[Collected data]
========

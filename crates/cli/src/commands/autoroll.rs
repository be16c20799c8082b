// SPDX-License-Identifier: BUSL-1.1
// Copyright (c) 2026 Alfred Jean LLC

//! `rcp autoroll` - automatically bump every dependency in the manifest to
//! its latest revision. Discovering "latest" requires talking to the
//! upstream repos, which is out of scope for this engine build (§1: repo
//! fetching is an external collaborator); this command still resolves the
//! manifest and reports what it would roll, so the surface §6 describes is
//! complete and well-typed.

use anyhow::Result;
use clap::Args;

use super::manifest_args::{load_manifest, resolve_overrides, ManifestArgs};

#[derive(Args)]
pub struct AutorollArgs {
    #[command(flatten)]
    pub manifest: ManifestArgs,
}

pub async fn handle(mut args: AutorollArgs) -> Result<()> {
    resolve_overrides(&mut args.manifest)?;
    let manifest = load_manifest(&args.manifest)?;
    if manifest.deps.is_empty() {
        println!("`{}` declares no dependencies to roll", manifest.repo_name);
        return Ok(());
    }
    println!(
        "`{}` declares {} dependenc(ies); not rolling any (autorolling is out of scope for this engine build)",
        manifest.repo_name,
        manifest.deps.len()
    );
    for dep in &manifest.deps {
        match args.manifest.override_paths.resolve(&dep.name) {
            Some(path) => println!("  {} -> local override {} (not rolled)", dep.name, path.display()),
            None => println!("  {} @ {} (pinned; not rolled)", dep.name, dep.revision),
        }
    }
    Ok(())
}
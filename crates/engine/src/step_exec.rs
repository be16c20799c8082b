// SPDX-License-Identifier: BUSL-1.1
// Copyright (c) 2026 Alfred Jean LLC

//! The step execution pipeline (§4.4 post-run half, §4.8): renders
//! placeholders, composes the effective environment, runs the step through
//! a [`StepRunner`], resolves output placeholders, and maps the outcome
//! into either a [`StepData`] or the appropriate [`RecipeError`] variant.

use crate::concurrency::ConcurrencyCore;
use crate::presentation_window::PresentationWindow;
use rcp_adapters::{RunError, RunOutcome, StepInvocation, StepRunner};
use rcp_core::{
    Arg, Context, ExecutionResult, PlaceholderId, RecipeError, Step, StepData, StepPresentation, StepStatus,
};
use rcp_shell::{
    build_env, env_as_sorted_pairs, validate_cmd_non_empty, validate_parent_precedes_child, InputPlaceholder,
    OutputPlaceholder, OutputSink, PathRegistry, PlaceholderError,
};
use std::collections::{HashMap, HashSet};
use std::path::PathBuf;
use std::sync::Arc;

/// Owns everything a run of step-shaped subprocesses needs: the path
/// registry, the configured runner, the event sink, and the presentation
/// mutability window (§4.8). One `Engine` backs one recipe invocation.
pub struct Engine {
    runner: Arc<dyn StepRunner>,
    sink: Arc<dyn rcp_core::EventSink>,
    path_registry: parking_lot::Mutex<PathRegistry>,
    window: PresentationWindow,
    concurrency: ConcurrencyCore,
    parent_env: HashMap<String, String>,
    emitted: parking_lot::Mutex<HashSet<String>>,
}

impl Engine {
    pub fn new(
        runner: Arc<dyn StepRunner>,
        sink: Arc<dyn rcp_core::EventSink>,
        path_registry: PathRegistry,
        parent_env: HashMap<String, String>,
    ) -> Self {
        Self {
            runner,
            sink,
            path_registry: parking_lot::Mutex::new(path_registry),
            window: PresentationWindow::new(),
            concurrency: ConcurrencyCore::new(),
            parent_env,
            emitted: parking_lot::Mutex::new(HashSet::new()),
        }
    }

    pub fn concurrency(&self) -> &ConcurrencyCore {
        &self.concurrency
    }

    pub fn presentation_window(&self) -> &PresentationWindow {
        &self.window
    }

    /// Run one step to completion (§4.4, §4.8). `stdin_content` supplies the
    /// bytes for `step.stdin`, if declared -- rendered as an input
    /// placeholder whose path is opened as the child's actual stdin (§4.4
    /// step 1), then cleaned up once the step has finished running.
    pub async fn run_step(
        &self,
        step: Step,
        ctx: &Context,
        stdin_content: Option<Vec<u8>>,
    ) -> Result<StepData, RecipeError> {
        validate_cmd_non_empty(&step).map_err(|e| RecipeError::Load {
            path: step.name.clone(),
            message: e.to_string(),
        })?;
        {
            let emitted = self.emitted.lock();
            validate_parent_precedes_child(&step, &emitted).map_err(|e| RecipeError::Load {
                path: step.name.clone(),
                message: e.to_string(),
            })?;
        }

        let mut output_placeholders: Vec<OutputPlaceholder> = Vec::new();
        let mut input_placeholder: Option<InputPlaceholder> = None;
        let mut argv = Vec::with_capacity(step.cmd.len());
        {
            let mut registry = self.path_registry.lock();
            for arg in &step.cmd {
                match arg {
                    Arg::Literal(s) => argv.push(s.clone()),
                    Arg::Placeholder(id) => {
                        let mut placeholder = OutputPlaceholder::new(id.clone(), OutputSink::TempFile);
                        let rendered = placeholder
                            .render(&mut registry)
                            .map_err(|e| placeholder_load_error(&step.name, id, e))?;
                        argv.extend(rendered);
                        output_placeholders.push(placeholder);
                    }
                }
            }

            if let Some(id) = &step.stdin {
                if let Some(content) = &stdin_content {
                    let mut input = InputPlaceholder::new(id.clone(), content.clone());
                    input.render(&mut registry).map_err(|e| placeholder_load_error(&step.name, id, e))?;
                    input_placeholder = Some(input);
                }
            }

            if let Some(id) = &step.stdout {
                output_placeholders.push(OutputPlaceholder::new(id.clone(), OutputSink::Stdout));
            }
            if let Some(id) = &step.stderr {
                output_placeholders.push(OutputPlaceholder::new(id.clone(), OutputSink::Stderr));
            }
        }
        let stdin_path = input_placeholder.as_ref().and_then(|p| p.rendered_path().map(PathBuf::from));

        let env = build_env(
            &self.parent_env,
            ctx.env_overrides(),
            &step.env_additions,
            &step.env_prefixes,
            &step.env_suffixes,
        );
        let cwd: Option<PathBuf> = step.cwd.clone().or_else(|| ctx.cwd().map(PathBuf::from));

        self.sink.emit(rcp_core::StepEvent::StepOpened {
            name: step.name.clone(),
            cmd: argv.clone(),
            env: env_as_sorted_pairs(&env),
            cwd: cwd.as_ref().map(|p| p.display().to_string()),
        });
        let presentation = Arc::new(StepPresentation::new(step.name.clone(), self.sink.clone()));
        self.window.open(presentation);
        self.emitted.lock().insert(step.name.clone());

        let timeout = match (step.timeout, ctx.remaining()) {
            (Some(t), Some(r)) => Some(t.min(r)),
            (Some(t), None) => Some(t),
            (None, r) => r,
        };
        let invocation = StepInvocation {
            name: step.name.clone(),
            argv,
            env,
            cwd,
            timeout,
            capture_stdout: true,
            capture_stderr: true,
            stdin_path,
        };

        let outcome = match self.runner.run(invocation, ctx.cancel_token()).await {
            Ok(outcome) => outcome,
            Err(RunError::Spawn { cmd, source }) => {
                self.cleanup_input(&input_placeholder);
                self.finish_step(StepStatus::InfraFailure, Some(source.to_string()));
                return Err(RecipeError::StepInfraFailure {
                    step: step.name.clone(),
                    message: format!("failed to spawn `{cmd}`: {source}"),
                });
            }
            Err(RunError::MissingMockData(name)) => {
                self.cleanup_input(&input_placeholder);
                self.finish_step(StepStatus::InfraFailure, Some(name.clone()));
                return Err(RecipeError::BadTest(format!("no mock step data registered for `{name}`")));
            }
        };
        self.cleanup_input(&input_placeholder);

        self.emit_captured_lines(&step.name, "stdout", outcome.stdout.as_deref());
        self.emit_captured_lines(&step.name, "stderr", outcome.stderr.as_deref());

        self.resolve_outcome(&step, outcome, output_placeholders)
    }

    /// Emit one `step_log_line` event per line of captured output (§4.4
    /// step 4). The real runner currently buffers a stream to completion
    /// rather than delivering it line-by-line as it arrives, so this
    /// replays it after the fact; the simulated runner's mocked output goes
    /// through the same path so both backends agree on the event sequence
    /// (§8 invariant 2).
    fn emit_captured_lines(&self, step_name: &str, log_name: &str, captured: Option<&[u8]>) {
        let Some(bytes) = captured else { return };
        if bytes.is_empty() {
            return;
        }
        for line in String::from_utf8_lossy(bytes).lines() {
            self.sink.emit(rcp_core::StepEvent::StepLogLine {
                name: step_name.to_string(),
                log_name: log_name.to_string(),
                line: line.to_string(),
            });
        }
    }

    /// Release the rendered stdin temp file once the child has run to
    /// completion (§4.2 `cleanup(success)`). Unlike output placeholders,
    /// this must wait until *after* the step finishes -- deleting it
    /// earlier would race the child still reading from it.
    fn cleanup_input(&self, placeholder: &Option<InputPlaceholder>) {
        if let Some(input) = placeholder {
            input.cleanup(&mut self.path_registry.lock(), true);
        }
    }

    fn resolve_outcome(
        &self,
        step: &Step,
        outcome: RunOutcome,
        mut output_placeholders: Vec<OutputPlaceholder>,
    ) -> Result<StepData, RecipeError> {
        let registry = self.path_registry.lock();
        let mut placeholder_results = HashMap::new();
        let mut placeholder_failure: Option<(PlaceholderId, String)> = None;
        for placeholder in &mut output_placeholders {
            let captured = match placeholder.sink {
                OutputSink::Stdout => outcome.stdout.as_deref(),
                OutputSink::Stderr => outcome.stderr.as_deref(),
                OutputSink::TempFile => None,
            };
            match placeholder.result(&registry, captured) {
                Ok(value) => {
                    placeholder_results.insert(placeholder.id.lookup_key(), value);
                }
                Err(e) if placeholder_failure.is_none() => {
                    placeholder_failure = Some((placeholder.id.clone(), e.to_string()));
                }
                Err(_) => {}
            }
        }
        drop(registry);

        let mut status = outcome.result.status(&step.ok_ret, step.infra_step);
        let mut details = None;
        if let Some((id, message)) = &placeholder_failure {
            if !matches!(status, StepStatus::Canceled) {
                status = StepStatus::Exception;
                details = Some(format!("{}: {message}", id.lookup_key()));
            }
        } else if matches!(status, StepStatus::Failure | StepStatus::InfraFailure) {
            details = Some(outcome.result.exception_reason.clone()).filter(|s| !s.is_empty());
        }

        {
            let mut registry = self.path_registry.lock();
            for placeholder in &output_placeholders {
                placeholder.cleanup(&mut registry, status.is_ok());
            }
        }

        self.finish_step(status, details.clone());

        let data = StepData {
            retcode: outcome.result.retcode,
            placeholder_results,
            stdout: outcome.stdout.map(|b| String::from_utf8_lossy(&b).into_owned()),
            stderr: outcome.stderr.map(|b| String::from_utf8_lossy(&b).into_owned()),
        };

        match status {
            StepStatus::Success | StepStatus::Warning => Ok(data),
            StepStatus::Canceled if outcome.result.was_timeout => Err(RecipeError::Timeout {
                step: step.name.clone(),
            }),
            StepStatus::Canceled => Err(RecipeError::Cancelled {
                step: step.name.clone(),
            }),
            StepStatus::Exception => {
                if let Some((id, message)) = placeholder_failure {
                    Err(RecipeError::PlaceholderResolution {
                        step: step.name.clone(),
                        module: id.module_name,
                        method: id.method_name,
                        message,
                    })
                } else {
                    Err(RecipeError::StepFailure {
                        step: step.name.clone(),
                        message: outcome.result.exception_reason,
                    })
                }
            }
            StepStatus::InfraFailure => Err(RecipeError::StepInfraFailure {
                step: step.name.clone(),
                message: details.unwrap_or_default(),
            }),
            StepStatus::Failure => Err(RecipeError::StepFailure {
                step: step.name.clone(),
                message: details.unwrap_or_default(),
            }),
            StepStatus::Pending | StepStatus::Running => Err(RecipeError::Internal(
                "step runner returned a non-terminal status".to_string(),
            )),
        }
    }

    fn finish_step(&self, status: StepStatus, details: Option<String>) {
        self.window.set_pending_status(status, details);
    }

    /// Close the last open step and emit `recipe_ended` (§4.8 step 5).
    pub fn finalize(&self, status: StepStatus, summary: impl Into<String>) {
        self.window.close_current();
        self.sink.emit(rcp_core::StepEvent::RecipeEnded {
            status,
            summary: summary.into(),
        });
    }

    /// Remove every temporary placeholder path created during this
    /// invocation (§4.8 "cleanup"). Always run after `finalize`, regardless
    /// of how the recipe terminated.
    pub fn cleanup_paths(&self) {
        self.path_registry.lock().cleanup_all();
    }
}

fn placeholder_load_error(step: &str, id: &PlaceholderId, err: PlaceholderError) -> RecipeError {
    RecipeError::PlaceholderResolution {
        step: step.to_string(),
        module: id.module_name.clone(),
        method: id.method_name.clone(),
        message: err.to_string(),
    }
}

#[cfg(test)]
#[path = "step_exec_tests.rs"]
mod tests;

========

◆ Exercise description ◆
The exercise is to copy out every line above that has the word "TempFile" in it.

◆ Result of this task ◆
                        let mut placeholder = OutputPlaceholder::new(id.clone(), OutputSink::TempFile);
                OutputSink::TempFile => None,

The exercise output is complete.